I think you're thinking of this backwards. The point isn't that you need to define special subclasses to use the factory method. Rather, when you need to define special subclasses containing their own complex functionality, then you use the factory method.
From the Gang of Four:
Use the Factory Method pattern when a class can't anticipate the class of objects it must create, [or it] wants its subclasses to specify the classes it creates [...].

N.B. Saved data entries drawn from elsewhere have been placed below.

//! Memoized proxy configuration.
//!
//! An account bundle is stored once per linked account and once under its
//! system id. These are separate slots, so invalidation has to evict all of
//! them together. Nothing here invalidates on its own; callers that mutate
//! the backing store are expected to call the `invalidate_*` methods.

use std::sync::Arc;
use std::time::Duration;

use tracing::{debug, trace};

use super::model::{CachedAccount, GuildConfig, SystemId};
use super::store::ProxyStore;
use crate::error::Result;
use crate::memo::{Expiration, MemoConfig, MemoRegistry, MemoTable};

const SYSTEM_EXPIRATION: Expiration = Expiration::new(Duration::from_secs(5 * 60), Duration::from_secs(20 * 60));
const NO_SYSTEM_EXPIRATION: Expiration = Expiration::new(Duration::from_secs(5 * 60), Duration::from_secs(60 * 60));
const GUILD_EXPIRATION: Expiration = Expiration::new(Duration::from_secs(5 * 60), Duration::from_secs(30 * 60));

#[derive(Debug, Clone, Copy, PartialEq, Eq, Hash)]
enum ProxyKey {
    Account(u64),
    System(SystemId),
}

/// `None` is the cached "no system" marker.
type AccountSlot = Option<Arc<CachedAccount>>;

pub struct ProxyCache {
    store: Arc<dyn ProxyStore>,
    accounts: MemoTable<ProxyKey, AccountSlot>,
    guilds: MemoTable<u64, Arc<GuildConfig>>,
}

impl ProxyCache {
    pub fn new(store: Arc<dyn ProxyStore>, registry: &MemoRegistry) -> Self {
        let accounts = registry.get_or_create(
            "proxy_accounts",
            MemoConfig::with_capacity(50_000).expiration(SYSTEM_EXPIRATION),
        );
        let guilds = registry.get_or_create(
            "proxy_guilds",
            MemoConfig::with_capacity(20_000).expiration(GUILD_EXPIRATION),
        );

        Self { store, accounts, guilds }
    }

    /// The bundle for the account's system, or `None` if it has none.
    pub async fn get_account_data_cached(&self, account_id: u64) -> Result<Option<Arc<CachedAccount>>> {
        if let Some(slot) = self.accounts.get(&ProxyKey::Account(account_id)) {
            trace!("Cache hit for account {}", account_id);
            return Ok(slot);
        }

        trace!("Cache miss for account {}", account_id);
        let Some(bundle) = self.store.account_bundle(account_id).await? else {
            debug!("Cached data for account {} (no system)", account_id);
            self.accounts
                .insert_with(ProxyKey::Account(account_id), None, NO_SYSTEM_EXPIRATION);
            return Ok(None);
        };

        let bundle = Arc::new(bundle);
        debug!(
            "Cached data for system {} and accounts {:?}",
            bundle.system.id, bundle.accounts
        );

        for linked in &bundle.accounts {
            self.accounts
                .insert_with(ProxyKey::Account(*linked), Some(bundle.clone()), SYSTEM_EXPIRATION);
        }
        self.accounts
            .insert_with(ProxyKey::System(bundle.system.id), Some(bundle.clone()), SYSTEM_EXPIRATION);

        Ok(Some(bundle))
    }

    /// Evict a system and every account linked to it.
    pub async fn invalidate_system(&self, system: SystemId) -> Result<()> {
        if let Some(Some(bundle)) = self.accounts.get(&ProxyKey::System(system)) {
            debug!("Invalidating cache for system {} and accounts {:?}", system, bundle.accounts);
            self.evict(system, &bundle.accounts);
            return Ok(());
        }

        self.accounts.invalidate(&ProxyKey::System(system));
        let accounts = self.store.linked_accounts(system).await?;
        debug!("Invalidating cache for system {} and accounts {:?}", system, accounts);
        self.evict(system, &accounts);
        Ok(())
    }

    /// For systems whose row is already gone, so the links can't be looked up.
    pub fn invalidate_deleted_system(&self, system: SystemId, accounts: &[u64]) {
        debug!("Invalidating cache for deleted system {}", system);
        self.evict(system, accounts);
    }

    pub fn invalidate_guild(&self, guild_id: u64) {
        debug!("Invalidating cache for guild {}", guild_id);
        self.guilds.invalidate(&guild_id);
    }

    /// Guild configuration, creating the default row on first use.
    pub async fn get_guild_data_cached(&self, guild_id: u64) -> Result<Arc<GuildConfig>> {
        if let Some(config) = self.guilds.get(&guild_id) {
            trace!("Cache hit for guild {}", guild_id);
            return Ok(config);
        }

        trace!("Cache miss for guild {}", guild_id);
        let config = Arc::new(self.store.get_or_create_guild_config(guild_id).await?);
        self.guilds.insert_with(guild_id, config.clone(), GUILD_EXPIRATION);
        Ok(config)
    }

    fn evict(&self, system: SystemId, accounts: &[u64]) {
        self.accounts.invalidate(&ProxyKey::System(system));
        for account in accounts {
            self.accounts.invalidate(&ProxyKey::Account(*account));
        }
    }
}

impl std::fmt::Debug for ProxyCache {
    fn fmt(&self, f: &mut std::fmt::Formatter<'_>) -> std::fmt::Result {
        f.debug_struct("ProxyCache")
            .field("accounts", &self.accounts)
            .field("guilds", &self.guilds)
            .finish()
    }
}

I think part of the problem is that your own example is a bit confusing. Interfaces are more for defining things different objects can do. You'll often hear people describe an interface as a sort of contract, because any object that implements an interface is required to implement every function of that interface. A Car would be more logically defined as a class because an Audi and a BMW are a type of car. On the other hand, it might make sense to define a Drivable interface, implemented by an abstract Vehicle class.
interface Drivable
{
public function drive();
}
You could then define abstract base classes for each of the generic base object classes that implement this interface.
abstract class Vehicle implements Drivable
{
abstract public function drive();
}
Once you do that, then you can implement functionality for each object.
abstract class Car extends Vehicle
{
abstract public function drive();
}
class Audi extends Car
{
public function drive()
{
//...
}
}
abstract class Aircraft extends Vehicle
{
abstract public function drive();
}
class Airbus extends Aircraft
{
public function drive()
{
// ...
}
}
Keeping with the literal nature of your example, think about how different an aircraft factory and a car factory are. They're both factories that make vehicles, sure, (which is why their respective factories could -and probably would- be derived from the same base abstract VehicleFactory class) but the process of building an aircraft is so different from that of building a car that you have to define special factory subclasses for each of them.
Getting more specific, let's focus on why and when you would use a factory. Suppose you're writing a game where a player can purchase a car. How do you know which car to instantiate until the user picks it?
A simple script might do something like this.
$car = null;
switch ($choice) {
case 'BMW': {
$car = new BMW();
} break;
case 'Audi': {
$car = new Audi();
} break;
...
}
$car->drive();
This is all the factory pattern is. The difference is that an actual factory class gives you several benefits that this simple script doesn't.
First of all, consider a CarFactory class that replicates the above script's functionality.
class CarFactory
{
public static function create($car) : Car
{
switch ($car)
{
case 'BMW': return new BMW();
case 'Audi': return new Audi();
// ...
}
}
}
$car = CarFactory::create($choice);
$car->drive();
Right off the bat, you don't need null as the sentinel value for "the user hasn't picked a car yet." The car doesn't exist yet, so the car variable doesn't exist yet.
Second, a script can't inherit or be derived from anything; it just is. In contrast, if you wanted your player to also be able to purchase an Aircraft, or any kind of transport derived from the Vehicle class, you can define a base VehicleFactory class from which you can implement your CarFactory and AircraftFactory classes.
interface Build
{
public static function build($choice);
}
abstract class VehicleFactory implements Build
{
abstract public static function build($choice) : Vehicle;
}
class AircraftFactory extends VehicleFactory
{
public static function build($aircraft) : Aircraft
{
switch ($aircraft)
{
case 'Airbus': return new Airbus();
case 'Boeing': return new Boeing();
// ...
}
}
}
class CarFactory extends VehicleFactory
{
public static function build($car) : Car
{
switch ($car)
{
case 'BMW': return new BMW();
case 'Audi': return new Audi();
// ...
}
}
}
$aircraft = AircraftFactory::build($choice);
$aircraft->drive();
$car = CarFactory::build($choice);
$car->drive();
Hopefully this gives you an idea of why the factory pattern is useful. The upshot is that your base factory class defines the interface by which users will request an object be created, and the factory subclasses take care of the actual definition for how it happens. In addition, defining each factory's return type in terms of a base object (i.e..., the CarFactory returns a Car) allows us to choose the actual subclass of that object that actually gets created at runtime (users can pick a BMW or an Audi, both of which are Cars, all of which are Vehicles, all of which are Drivable).